PROBLEM:
From the entries that follow, list every line in which the string "filter" appears.

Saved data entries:
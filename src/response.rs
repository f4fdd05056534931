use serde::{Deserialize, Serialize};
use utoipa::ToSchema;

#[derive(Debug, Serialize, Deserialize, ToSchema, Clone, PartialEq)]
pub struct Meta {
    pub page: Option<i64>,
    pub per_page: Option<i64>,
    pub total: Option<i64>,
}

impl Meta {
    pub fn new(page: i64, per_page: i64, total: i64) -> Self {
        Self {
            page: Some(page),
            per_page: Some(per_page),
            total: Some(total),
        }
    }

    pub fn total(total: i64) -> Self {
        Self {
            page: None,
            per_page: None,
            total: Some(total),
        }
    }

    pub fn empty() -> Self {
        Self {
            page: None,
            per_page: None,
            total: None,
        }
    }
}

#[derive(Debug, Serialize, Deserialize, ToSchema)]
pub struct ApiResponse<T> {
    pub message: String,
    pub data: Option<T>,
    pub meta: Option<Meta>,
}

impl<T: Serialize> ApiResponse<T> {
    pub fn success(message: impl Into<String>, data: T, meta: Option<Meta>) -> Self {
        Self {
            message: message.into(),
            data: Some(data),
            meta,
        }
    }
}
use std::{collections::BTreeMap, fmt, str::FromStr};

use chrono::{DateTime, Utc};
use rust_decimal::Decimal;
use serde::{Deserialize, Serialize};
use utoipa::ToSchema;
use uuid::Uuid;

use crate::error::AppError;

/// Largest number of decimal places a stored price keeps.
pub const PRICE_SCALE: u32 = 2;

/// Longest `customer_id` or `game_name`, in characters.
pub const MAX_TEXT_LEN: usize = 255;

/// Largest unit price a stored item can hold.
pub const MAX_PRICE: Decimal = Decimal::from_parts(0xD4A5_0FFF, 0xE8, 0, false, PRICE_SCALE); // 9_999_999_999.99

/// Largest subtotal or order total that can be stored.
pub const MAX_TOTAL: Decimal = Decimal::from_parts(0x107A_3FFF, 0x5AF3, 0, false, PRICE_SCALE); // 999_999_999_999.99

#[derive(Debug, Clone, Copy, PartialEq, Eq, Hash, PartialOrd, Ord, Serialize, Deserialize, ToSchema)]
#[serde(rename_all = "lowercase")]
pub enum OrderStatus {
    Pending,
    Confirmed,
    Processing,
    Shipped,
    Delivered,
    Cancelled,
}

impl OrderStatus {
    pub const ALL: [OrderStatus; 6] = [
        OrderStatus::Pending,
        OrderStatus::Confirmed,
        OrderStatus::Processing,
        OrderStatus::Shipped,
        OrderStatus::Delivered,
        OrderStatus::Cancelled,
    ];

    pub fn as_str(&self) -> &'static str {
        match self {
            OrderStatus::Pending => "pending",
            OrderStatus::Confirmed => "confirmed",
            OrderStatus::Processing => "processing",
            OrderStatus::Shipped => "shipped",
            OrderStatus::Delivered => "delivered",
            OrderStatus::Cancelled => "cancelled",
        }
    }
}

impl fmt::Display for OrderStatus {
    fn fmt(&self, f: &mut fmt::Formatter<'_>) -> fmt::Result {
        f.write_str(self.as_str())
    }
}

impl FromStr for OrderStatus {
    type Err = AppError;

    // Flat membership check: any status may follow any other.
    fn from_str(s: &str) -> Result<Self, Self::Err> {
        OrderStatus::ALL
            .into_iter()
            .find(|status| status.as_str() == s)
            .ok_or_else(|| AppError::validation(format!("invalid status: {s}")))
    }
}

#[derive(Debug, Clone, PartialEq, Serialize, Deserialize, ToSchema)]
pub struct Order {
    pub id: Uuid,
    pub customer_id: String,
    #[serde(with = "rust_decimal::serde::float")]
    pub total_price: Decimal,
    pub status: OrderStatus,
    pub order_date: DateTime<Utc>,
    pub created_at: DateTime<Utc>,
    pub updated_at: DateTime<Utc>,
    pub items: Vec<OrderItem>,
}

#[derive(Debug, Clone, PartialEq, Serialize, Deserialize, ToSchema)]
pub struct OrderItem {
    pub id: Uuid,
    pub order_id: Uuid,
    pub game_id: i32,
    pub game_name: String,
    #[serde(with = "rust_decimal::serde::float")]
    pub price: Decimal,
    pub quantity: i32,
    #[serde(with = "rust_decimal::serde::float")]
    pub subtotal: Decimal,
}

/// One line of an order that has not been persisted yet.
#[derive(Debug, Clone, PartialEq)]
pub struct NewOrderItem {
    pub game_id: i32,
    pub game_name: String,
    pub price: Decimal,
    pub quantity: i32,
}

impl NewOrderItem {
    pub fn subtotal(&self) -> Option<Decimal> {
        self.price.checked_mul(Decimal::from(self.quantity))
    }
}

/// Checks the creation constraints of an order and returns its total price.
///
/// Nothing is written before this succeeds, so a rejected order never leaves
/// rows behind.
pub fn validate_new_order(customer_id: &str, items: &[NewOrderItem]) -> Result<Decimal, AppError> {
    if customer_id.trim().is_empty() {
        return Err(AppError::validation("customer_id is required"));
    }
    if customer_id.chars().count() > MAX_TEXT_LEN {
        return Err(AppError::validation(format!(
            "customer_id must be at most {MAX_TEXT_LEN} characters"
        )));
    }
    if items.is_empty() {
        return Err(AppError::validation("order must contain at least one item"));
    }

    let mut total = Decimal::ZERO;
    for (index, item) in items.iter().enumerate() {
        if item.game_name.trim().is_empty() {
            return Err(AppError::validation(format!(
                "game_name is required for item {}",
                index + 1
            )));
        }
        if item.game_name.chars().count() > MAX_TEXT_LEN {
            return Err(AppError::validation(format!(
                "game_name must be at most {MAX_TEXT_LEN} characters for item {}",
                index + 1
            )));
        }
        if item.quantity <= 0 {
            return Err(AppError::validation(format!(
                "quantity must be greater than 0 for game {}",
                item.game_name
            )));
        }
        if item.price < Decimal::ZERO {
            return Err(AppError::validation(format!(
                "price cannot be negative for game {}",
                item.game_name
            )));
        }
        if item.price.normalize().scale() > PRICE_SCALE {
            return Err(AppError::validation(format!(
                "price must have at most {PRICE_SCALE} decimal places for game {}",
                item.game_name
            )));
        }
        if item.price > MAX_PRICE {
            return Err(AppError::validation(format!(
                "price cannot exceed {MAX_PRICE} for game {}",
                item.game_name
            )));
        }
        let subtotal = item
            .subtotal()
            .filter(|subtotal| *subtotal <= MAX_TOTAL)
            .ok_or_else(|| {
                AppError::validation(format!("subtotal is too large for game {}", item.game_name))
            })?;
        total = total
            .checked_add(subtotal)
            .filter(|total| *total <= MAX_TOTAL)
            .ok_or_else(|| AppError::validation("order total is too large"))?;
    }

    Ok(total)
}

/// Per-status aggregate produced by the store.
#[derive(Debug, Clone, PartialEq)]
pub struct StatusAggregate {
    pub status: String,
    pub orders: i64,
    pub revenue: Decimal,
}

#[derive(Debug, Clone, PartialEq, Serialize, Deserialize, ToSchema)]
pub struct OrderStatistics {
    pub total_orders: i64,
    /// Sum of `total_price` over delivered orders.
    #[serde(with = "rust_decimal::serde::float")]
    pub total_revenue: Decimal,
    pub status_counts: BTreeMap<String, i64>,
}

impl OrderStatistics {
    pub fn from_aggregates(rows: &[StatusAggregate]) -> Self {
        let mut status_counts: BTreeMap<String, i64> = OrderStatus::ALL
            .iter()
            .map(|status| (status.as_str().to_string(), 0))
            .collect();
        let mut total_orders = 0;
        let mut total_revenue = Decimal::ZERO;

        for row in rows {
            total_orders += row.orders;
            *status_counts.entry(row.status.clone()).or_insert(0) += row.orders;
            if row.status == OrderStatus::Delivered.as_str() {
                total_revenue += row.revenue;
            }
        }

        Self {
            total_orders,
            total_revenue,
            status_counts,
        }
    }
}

==

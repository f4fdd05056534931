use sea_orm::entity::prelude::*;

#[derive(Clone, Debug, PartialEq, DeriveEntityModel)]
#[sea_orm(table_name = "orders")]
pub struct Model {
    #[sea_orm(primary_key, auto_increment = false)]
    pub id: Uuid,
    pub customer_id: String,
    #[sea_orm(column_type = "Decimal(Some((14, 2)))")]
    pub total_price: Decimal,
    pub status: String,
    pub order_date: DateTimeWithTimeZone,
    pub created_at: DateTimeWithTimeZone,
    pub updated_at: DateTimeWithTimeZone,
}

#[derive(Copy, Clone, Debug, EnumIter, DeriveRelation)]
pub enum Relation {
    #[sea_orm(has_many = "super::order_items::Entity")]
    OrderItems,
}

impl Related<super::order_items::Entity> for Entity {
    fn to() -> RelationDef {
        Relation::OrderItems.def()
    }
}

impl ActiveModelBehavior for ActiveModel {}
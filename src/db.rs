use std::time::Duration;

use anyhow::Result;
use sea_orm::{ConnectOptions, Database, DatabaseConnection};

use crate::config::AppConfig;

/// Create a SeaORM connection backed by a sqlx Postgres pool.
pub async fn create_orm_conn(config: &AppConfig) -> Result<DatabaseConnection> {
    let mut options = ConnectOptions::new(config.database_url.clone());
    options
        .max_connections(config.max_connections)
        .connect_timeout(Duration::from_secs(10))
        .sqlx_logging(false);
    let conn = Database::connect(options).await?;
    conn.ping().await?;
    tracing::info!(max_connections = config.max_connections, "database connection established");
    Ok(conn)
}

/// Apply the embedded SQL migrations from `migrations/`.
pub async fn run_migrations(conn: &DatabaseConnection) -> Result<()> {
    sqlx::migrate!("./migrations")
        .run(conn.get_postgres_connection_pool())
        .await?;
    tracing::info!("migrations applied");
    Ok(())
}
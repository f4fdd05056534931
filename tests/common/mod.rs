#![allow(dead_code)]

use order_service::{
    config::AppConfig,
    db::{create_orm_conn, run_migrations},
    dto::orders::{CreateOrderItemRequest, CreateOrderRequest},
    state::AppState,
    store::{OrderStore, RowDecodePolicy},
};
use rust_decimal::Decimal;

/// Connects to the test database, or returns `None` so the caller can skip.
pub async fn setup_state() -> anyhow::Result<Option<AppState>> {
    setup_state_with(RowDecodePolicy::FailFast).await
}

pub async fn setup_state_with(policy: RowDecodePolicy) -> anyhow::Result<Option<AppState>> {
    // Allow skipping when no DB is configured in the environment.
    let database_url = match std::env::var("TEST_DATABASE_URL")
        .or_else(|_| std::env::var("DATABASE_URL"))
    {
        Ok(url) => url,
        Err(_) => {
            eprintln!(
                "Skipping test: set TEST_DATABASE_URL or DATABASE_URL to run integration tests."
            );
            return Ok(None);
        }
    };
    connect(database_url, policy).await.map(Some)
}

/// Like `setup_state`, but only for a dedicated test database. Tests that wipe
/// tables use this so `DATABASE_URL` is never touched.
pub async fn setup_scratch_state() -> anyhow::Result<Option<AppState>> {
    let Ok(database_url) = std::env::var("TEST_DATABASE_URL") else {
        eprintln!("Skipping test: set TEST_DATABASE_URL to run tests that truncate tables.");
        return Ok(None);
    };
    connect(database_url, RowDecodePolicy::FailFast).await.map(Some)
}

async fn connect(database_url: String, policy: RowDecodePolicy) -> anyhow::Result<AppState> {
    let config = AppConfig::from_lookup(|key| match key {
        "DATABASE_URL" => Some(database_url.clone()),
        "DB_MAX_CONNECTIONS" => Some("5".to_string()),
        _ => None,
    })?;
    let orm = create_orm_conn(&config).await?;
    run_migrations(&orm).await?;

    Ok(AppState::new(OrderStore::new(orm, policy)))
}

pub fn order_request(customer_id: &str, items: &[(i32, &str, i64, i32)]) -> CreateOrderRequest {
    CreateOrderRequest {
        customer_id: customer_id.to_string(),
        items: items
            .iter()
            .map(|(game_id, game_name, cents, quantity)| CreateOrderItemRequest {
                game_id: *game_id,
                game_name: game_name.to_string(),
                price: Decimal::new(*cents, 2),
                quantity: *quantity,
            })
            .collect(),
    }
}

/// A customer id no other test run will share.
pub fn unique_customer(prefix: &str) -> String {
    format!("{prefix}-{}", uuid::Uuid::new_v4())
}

TASK OUTPUT:
            .filter(|subtotal| *subtotal <= MAX_TOTAL)
            .filter(|total| *total <= MAX_TOTAL)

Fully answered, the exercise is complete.